La salud mental es el estado de bienestar emocional, psíquico y espiritual que permite llevar adelante los desafíos de la propia vida y de la comunidad en la que vivimos. Las emociones son respuestas a estímulos externos o internos. Son “avisos” de nuestro interior que nos indican que, frente a una situación, debemos actuar. Son clave para mantener la salud mental y los vínculos sociales. Cuando ciertas emociones se cronifican y tapan la realidad, la percepción del mundo interior se oscurece y la vida queda teñida por esa emoción. Hoy: Validar las emociones para cuidar la salud mental en la familia
Por ello reconocer y aceptar las propias emociones, sin exacerbarlas ni minimizarlas, nos lleva a poder hacer lo mismo con las emociones de los demás.
Se habla de emociones positivas, como la alegría y emociones negativas, como el enojo o la ira. Todas las emociones son necesarias porque nos llevan a actuar, lo bueno o malo está en la respuesta activa a lo que sentimos. Esta es la primera clave para validar las emociones.
Cada día sentimos emociones de acuerdo a las circunstancias que vamos atravesando y frente a esto, cada uno siente y responde de acuerdo a su personalidad. Esta es la segunda clave para validar las emociones: comprender que somos seres biográficos y nuestra afectividad está atravesada por nuestra historia por lo tanto los hechos y situaciones nos afectan de modo diferente.
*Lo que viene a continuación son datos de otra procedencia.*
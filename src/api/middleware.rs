/// Request telemetry middleware
use crate::metrics;
use axum::{
    extract::{MatchedPath, Request},
    middleware::Next,
    response::Response,
};
use std::time::Instant;

/// Track every request into the Prometheus HTTP metrics. The matched
/// route template is used as the path label so user ids never become
/// label values.
pub async fn track_metrics(req: Request, next: Next) -> Response {
    let started = Instant::now();
    let method = req.method().to_string();
    let path = req
        .extensions()
        .get::<MatchedPath>()
        .map(|p| p.as_str().to_string())
        .unwrap_or_else(|| "unmatched".to_string());

    metrics::HTTP_REQUESTS_ACTIVE.inc();
    let response = next.run(req).await;
    metrics::HTTP_REQUESTS_ACTIVE.dec();

    metrics::record_http_request(
        &method,
        &path,
        response.status().as_u16(),
        started.elapsed().as_secs_f64(),
    );

    response
}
Frente a situaciones extremas, cuando somos pura emoción y cuesta pensar, es necesario detenerse antes de actuar o hablar y hacer un análisis profundo de nuestro interior, preguntarnos ¿por qué esto que pasa me desequilibra tanto? ¿qué me quiere decir esta emoción? ¿qué fibra íntima está tocando? A partir de allí podremos definir qué camino tomar frente a eso que pasa, aceptar la emoción, sea de alegría, dolor, tristeza, enojo, entusiasmo.
Cuando aprendemos a aceptar que somos seres emocionales y que las situaciones que vivimos nos invaden de emociones podemos comenzar a aceptar que a las personas que nos rodean les ocurre lo mismo y acompañar desde un lugar de empatía y no de juicio.
En la familia, el niño a quien se le rompió el juguete favorito, hasta el anciano que se siente solo, todos, sienten y responden a lo que sienten. Es tarea de los padres conocerse y reconocer sus emociones, aceptarlas y validarlas para poder hacer lo mismo con los hijos.
Nunca, decir “eso que te pasa es una pavada”. Para esa persona en ese momento no es una pavada. Mucho mejor es decir “entiendo lo que sentís, ¿cómo puedo ayudarte?”
El diálogo y la validación de las emociones son claves para la salud mental de todos. Previenen la aparición de ansiedad crónica, depresión, stress. Los miembros de la familia aprenden a regularse y actuar las emociones de manera saludable, sin lastimar o molestar a nadie, se aprende la resiliencia y la empatía.
En síntesis, para validar las emociones y reforzar la salud mental de la familia será necesario:
- Autoconocimiento, aceptación y autorregulación
- Espacios de escucha atenta y empatía
- Red de apoyo emocional
- Comprender que cada etapa de la vida tiene sus dificultades, que son distintas pero no menos importantes para quien las vive.